• _Work request_: The lines needed are those from the start of the records through the line holding "# Composition rules", each copied exactly.

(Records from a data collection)
—————

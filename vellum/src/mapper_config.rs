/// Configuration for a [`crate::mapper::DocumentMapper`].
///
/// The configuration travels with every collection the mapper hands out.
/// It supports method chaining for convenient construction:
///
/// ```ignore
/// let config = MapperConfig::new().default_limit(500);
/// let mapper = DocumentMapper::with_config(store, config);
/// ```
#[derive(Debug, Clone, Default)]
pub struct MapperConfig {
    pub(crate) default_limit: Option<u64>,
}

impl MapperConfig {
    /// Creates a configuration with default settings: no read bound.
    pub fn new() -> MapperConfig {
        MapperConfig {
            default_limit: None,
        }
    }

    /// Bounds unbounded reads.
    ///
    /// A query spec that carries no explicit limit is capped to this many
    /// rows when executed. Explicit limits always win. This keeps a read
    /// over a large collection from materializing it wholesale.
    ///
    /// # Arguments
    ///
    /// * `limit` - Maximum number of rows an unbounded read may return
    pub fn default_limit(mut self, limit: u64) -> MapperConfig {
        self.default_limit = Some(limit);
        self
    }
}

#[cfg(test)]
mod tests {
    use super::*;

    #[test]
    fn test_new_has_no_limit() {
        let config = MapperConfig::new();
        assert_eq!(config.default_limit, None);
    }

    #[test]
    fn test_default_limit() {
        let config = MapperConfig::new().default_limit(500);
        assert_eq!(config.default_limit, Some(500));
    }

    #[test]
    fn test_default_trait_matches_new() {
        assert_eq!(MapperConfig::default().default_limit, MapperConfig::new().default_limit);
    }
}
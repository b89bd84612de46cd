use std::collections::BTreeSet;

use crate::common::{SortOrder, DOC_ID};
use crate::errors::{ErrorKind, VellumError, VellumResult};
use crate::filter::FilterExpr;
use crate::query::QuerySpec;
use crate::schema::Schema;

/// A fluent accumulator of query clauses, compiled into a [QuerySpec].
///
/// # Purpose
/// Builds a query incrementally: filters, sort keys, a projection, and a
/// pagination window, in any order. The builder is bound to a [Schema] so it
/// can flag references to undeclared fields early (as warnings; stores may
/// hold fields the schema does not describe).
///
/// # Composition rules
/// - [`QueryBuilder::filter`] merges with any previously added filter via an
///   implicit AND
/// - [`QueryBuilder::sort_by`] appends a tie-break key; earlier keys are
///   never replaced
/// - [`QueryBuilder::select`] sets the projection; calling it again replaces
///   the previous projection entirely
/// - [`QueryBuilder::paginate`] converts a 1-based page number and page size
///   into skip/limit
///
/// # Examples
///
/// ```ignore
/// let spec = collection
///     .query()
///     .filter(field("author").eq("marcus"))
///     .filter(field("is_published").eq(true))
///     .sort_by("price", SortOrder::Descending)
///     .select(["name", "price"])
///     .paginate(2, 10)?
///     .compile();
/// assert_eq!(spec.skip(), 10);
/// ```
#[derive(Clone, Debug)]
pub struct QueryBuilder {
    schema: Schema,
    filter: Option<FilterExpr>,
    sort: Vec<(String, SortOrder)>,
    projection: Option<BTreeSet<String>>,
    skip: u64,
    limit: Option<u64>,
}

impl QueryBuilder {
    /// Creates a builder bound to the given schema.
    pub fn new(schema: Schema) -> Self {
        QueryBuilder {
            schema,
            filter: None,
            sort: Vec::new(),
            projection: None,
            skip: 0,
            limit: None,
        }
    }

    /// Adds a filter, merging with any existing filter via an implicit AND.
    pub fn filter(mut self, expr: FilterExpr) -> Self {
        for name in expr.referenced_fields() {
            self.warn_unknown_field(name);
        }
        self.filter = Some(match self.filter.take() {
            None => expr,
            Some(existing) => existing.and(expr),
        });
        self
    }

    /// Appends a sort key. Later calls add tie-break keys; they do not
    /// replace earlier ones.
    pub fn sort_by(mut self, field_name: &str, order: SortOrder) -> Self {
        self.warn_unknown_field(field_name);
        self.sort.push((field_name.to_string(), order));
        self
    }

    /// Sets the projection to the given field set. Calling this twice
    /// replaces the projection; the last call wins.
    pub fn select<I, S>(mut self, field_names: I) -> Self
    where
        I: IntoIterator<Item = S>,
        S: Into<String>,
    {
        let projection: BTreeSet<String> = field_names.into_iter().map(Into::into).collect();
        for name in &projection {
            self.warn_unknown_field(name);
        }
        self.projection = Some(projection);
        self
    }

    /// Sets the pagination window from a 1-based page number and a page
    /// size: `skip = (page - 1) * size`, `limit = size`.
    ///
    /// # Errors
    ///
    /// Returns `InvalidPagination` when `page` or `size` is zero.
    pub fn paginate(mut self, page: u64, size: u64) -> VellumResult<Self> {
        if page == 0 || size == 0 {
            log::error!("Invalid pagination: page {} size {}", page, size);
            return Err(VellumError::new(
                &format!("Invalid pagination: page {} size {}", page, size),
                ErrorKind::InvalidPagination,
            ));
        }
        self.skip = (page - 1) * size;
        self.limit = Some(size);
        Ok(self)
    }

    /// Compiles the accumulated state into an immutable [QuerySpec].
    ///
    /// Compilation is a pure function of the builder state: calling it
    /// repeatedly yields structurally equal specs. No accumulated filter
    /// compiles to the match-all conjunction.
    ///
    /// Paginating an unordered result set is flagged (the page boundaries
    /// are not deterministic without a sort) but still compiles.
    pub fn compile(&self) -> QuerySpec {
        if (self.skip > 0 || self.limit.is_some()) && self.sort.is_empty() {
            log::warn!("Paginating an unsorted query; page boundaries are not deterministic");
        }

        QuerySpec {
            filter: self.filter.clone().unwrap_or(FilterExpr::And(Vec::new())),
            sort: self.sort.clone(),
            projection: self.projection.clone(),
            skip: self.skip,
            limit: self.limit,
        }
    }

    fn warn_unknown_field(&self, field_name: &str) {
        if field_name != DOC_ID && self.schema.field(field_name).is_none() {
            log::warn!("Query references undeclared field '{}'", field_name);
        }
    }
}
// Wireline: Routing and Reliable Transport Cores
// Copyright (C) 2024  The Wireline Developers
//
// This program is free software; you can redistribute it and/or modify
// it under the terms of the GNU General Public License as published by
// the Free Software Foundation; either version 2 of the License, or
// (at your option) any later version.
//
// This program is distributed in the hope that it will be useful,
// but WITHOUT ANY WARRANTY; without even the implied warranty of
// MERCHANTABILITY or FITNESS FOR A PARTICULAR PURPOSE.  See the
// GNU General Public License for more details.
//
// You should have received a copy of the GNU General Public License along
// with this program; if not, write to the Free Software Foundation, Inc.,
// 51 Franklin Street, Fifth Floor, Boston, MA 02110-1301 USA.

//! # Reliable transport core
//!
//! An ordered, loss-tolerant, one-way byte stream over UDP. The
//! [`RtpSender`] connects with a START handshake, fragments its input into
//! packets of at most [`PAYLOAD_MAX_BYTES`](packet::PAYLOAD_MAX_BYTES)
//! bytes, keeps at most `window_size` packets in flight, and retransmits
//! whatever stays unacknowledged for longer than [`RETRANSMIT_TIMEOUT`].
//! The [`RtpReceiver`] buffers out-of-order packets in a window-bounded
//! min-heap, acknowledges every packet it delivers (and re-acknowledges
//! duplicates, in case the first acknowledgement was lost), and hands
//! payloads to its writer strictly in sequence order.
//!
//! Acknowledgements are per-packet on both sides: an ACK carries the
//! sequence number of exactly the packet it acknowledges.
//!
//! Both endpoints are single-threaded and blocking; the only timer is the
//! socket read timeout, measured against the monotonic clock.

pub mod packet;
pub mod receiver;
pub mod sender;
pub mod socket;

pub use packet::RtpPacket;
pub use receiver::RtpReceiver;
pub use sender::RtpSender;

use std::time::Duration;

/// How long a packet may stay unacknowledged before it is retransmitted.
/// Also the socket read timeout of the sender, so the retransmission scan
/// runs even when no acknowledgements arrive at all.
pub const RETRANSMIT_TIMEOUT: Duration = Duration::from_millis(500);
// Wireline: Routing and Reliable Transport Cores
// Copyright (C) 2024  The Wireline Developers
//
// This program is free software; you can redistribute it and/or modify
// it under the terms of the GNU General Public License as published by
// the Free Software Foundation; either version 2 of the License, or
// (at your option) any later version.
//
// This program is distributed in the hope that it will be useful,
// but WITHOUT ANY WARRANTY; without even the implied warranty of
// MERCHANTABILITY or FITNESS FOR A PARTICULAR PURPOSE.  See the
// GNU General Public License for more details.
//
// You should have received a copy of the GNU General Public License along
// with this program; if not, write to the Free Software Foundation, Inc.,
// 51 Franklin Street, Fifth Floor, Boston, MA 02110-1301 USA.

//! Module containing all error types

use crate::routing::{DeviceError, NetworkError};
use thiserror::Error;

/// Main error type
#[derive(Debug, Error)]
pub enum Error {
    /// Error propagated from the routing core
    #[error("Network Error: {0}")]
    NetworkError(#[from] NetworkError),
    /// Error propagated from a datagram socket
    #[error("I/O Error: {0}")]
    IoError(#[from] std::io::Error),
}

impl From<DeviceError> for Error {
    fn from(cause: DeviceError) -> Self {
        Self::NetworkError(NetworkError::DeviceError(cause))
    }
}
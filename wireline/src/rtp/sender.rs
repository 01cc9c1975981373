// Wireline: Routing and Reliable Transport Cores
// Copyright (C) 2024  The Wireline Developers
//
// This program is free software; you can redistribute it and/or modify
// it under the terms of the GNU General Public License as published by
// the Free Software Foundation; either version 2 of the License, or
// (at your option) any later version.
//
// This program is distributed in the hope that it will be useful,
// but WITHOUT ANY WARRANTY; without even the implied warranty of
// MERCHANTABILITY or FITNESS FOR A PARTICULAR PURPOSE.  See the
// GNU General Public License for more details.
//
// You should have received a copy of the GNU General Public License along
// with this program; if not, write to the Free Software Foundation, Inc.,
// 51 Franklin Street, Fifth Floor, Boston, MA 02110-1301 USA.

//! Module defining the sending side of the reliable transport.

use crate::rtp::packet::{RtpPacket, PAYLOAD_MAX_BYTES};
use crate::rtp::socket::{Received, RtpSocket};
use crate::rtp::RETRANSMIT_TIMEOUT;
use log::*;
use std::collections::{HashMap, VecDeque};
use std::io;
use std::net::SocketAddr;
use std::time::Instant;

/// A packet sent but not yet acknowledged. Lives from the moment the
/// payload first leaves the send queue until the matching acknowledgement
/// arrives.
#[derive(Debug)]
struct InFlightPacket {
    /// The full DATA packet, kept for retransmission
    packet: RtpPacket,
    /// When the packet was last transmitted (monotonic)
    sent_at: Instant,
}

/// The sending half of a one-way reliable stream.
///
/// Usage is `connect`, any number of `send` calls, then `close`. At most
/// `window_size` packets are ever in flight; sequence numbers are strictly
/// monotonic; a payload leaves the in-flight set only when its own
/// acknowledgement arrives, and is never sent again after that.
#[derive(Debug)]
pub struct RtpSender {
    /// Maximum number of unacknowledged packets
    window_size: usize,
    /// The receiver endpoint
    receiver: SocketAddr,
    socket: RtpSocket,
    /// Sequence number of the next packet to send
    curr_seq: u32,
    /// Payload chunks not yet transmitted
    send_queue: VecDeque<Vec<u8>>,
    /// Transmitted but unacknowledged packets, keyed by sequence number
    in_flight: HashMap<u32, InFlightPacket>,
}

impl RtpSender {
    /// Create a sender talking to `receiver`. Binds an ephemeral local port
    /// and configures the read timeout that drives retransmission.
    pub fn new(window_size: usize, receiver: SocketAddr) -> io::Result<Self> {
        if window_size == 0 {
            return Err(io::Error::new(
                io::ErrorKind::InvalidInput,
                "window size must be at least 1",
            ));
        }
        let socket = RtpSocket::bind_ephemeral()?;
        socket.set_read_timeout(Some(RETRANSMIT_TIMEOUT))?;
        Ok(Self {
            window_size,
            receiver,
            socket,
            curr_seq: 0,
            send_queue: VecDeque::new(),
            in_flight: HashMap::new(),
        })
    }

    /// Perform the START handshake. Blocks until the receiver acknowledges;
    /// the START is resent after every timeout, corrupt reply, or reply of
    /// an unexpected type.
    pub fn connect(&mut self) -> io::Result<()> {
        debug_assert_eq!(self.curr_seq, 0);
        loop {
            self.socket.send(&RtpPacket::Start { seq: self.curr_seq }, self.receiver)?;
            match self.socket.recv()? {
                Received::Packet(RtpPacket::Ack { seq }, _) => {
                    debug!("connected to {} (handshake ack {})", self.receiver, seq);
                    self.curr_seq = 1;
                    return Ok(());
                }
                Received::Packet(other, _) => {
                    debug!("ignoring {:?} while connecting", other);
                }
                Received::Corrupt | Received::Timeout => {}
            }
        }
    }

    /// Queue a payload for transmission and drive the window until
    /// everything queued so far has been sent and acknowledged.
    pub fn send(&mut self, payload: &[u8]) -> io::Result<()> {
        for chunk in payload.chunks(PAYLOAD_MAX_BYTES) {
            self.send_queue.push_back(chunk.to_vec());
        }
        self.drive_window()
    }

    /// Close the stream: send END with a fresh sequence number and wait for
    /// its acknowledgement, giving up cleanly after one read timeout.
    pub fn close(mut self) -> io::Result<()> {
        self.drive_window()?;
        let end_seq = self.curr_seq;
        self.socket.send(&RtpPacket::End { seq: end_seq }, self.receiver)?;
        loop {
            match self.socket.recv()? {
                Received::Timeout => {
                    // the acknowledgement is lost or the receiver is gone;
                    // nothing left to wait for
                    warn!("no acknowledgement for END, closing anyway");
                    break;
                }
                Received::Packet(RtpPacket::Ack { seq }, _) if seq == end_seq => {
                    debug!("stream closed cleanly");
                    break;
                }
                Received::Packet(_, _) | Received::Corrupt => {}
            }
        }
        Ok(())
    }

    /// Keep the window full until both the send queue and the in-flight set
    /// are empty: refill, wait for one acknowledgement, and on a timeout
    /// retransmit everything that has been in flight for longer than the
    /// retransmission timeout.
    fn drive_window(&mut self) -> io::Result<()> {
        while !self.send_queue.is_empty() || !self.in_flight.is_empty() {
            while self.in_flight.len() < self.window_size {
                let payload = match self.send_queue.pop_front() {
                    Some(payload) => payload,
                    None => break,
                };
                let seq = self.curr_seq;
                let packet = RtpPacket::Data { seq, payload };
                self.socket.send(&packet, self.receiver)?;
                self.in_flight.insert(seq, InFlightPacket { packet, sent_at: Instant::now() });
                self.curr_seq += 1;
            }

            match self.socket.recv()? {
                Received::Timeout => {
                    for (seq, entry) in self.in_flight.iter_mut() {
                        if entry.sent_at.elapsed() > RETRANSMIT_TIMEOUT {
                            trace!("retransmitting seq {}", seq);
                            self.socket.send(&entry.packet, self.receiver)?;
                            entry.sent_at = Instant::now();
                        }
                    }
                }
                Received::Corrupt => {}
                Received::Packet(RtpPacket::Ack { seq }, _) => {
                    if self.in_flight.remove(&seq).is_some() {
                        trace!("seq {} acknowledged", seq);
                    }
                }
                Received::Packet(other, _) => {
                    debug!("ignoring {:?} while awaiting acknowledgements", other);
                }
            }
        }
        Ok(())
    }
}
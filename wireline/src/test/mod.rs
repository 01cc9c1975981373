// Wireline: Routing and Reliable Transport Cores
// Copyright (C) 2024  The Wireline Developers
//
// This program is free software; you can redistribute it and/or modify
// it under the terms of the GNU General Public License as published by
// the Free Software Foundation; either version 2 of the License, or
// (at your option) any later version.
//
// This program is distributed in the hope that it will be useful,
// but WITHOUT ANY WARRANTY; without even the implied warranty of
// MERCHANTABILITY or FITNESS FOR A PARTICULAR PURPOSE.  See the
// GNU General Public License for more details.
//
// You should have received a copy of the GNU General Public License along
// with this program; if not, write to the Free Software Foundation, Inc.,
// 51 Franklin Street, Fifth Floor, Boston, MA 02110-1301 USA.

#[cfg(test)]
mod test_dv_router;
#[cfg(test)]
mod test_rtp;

—————

• _Written answer_:
filename vellum/src/mapper_config.rs
/// Configuration for a [`crate::mapper::DocumentMapper`].
///
/// The configuration travels with every collection the mapper hands out.
/// It supports method chaining for convenient construction:
///
/// ```ignore
/// let config = MapperConfig::new().default_limit(500);
/// let mapper = DocumentMapper::with_config(store, config);
/// ```
#[derive(Debug, Clone, Default)]
pub struct MapperConfig {
    pub(crate) default_limit: Option<u64>,
}

impl MapperConfig {
    /// Creates a configuration with default settings: no read bound.
    pub fn new() -> MapperConfig {
        MapperConfig {
            default_limit: None,
        }
    }

    /// Bounds unbounded reads.
    ///
    /// A query spec that carries no explicit limit is capped to this many
    /// rows when executed. Explicit limits always win. This keeps a read
    /// over a large collection from materializing it wholesale.
    ///
    /// # Arguments
    ///
    /// * `limit` - Maximum number of rows an unbounded read may return
    pub fn default_limit(mut self, limit: u64) -> MapperConfig {
        self.default_limit = Some(limit);
        self
    }
}

#[cfg(test)]
mod tests {
    use super::*;

    #[test]
    fn test_new_has_no_limit() {
        let config = MapperConfig::new();
        assert_eq!(config.default_limit, None);
    }

    #[test]
    fn test_default_limit() {
        let config = MapperConfig::new().default_limit(500);
        assert_eq!(config.default_limit, Some(500));
    }

    #[test]
    fn test_default_trait_matches_new() {
        assert_eq!(MapperConfig::default().default_limit, MapperConfig::new().default_limit);
    }
}
repository b89bd84612de46cd
use std::collections::BTreeSet;

use crate::common::{SortOrder, DOC_ID};
use crate::errors::{ErrorKind, VellumError, VellumResult};
use crate::filter::FilterExpr;
use crate::query::QuerySpec;
use crate::schema::Schema;

/// A fluent accumulator of query clauses, compiled into a [QuerySpec].
///
/// # Purpose
/// Builds a query incrementally: filters, sort keys, a projection, and a
/// pagination window, in any order. The builder is bound to a [Schema] so it
/// can flag references to undeclared fields early (as warnings; stores may
/// hold fields the schema does not describe).
///
/// # Composition rules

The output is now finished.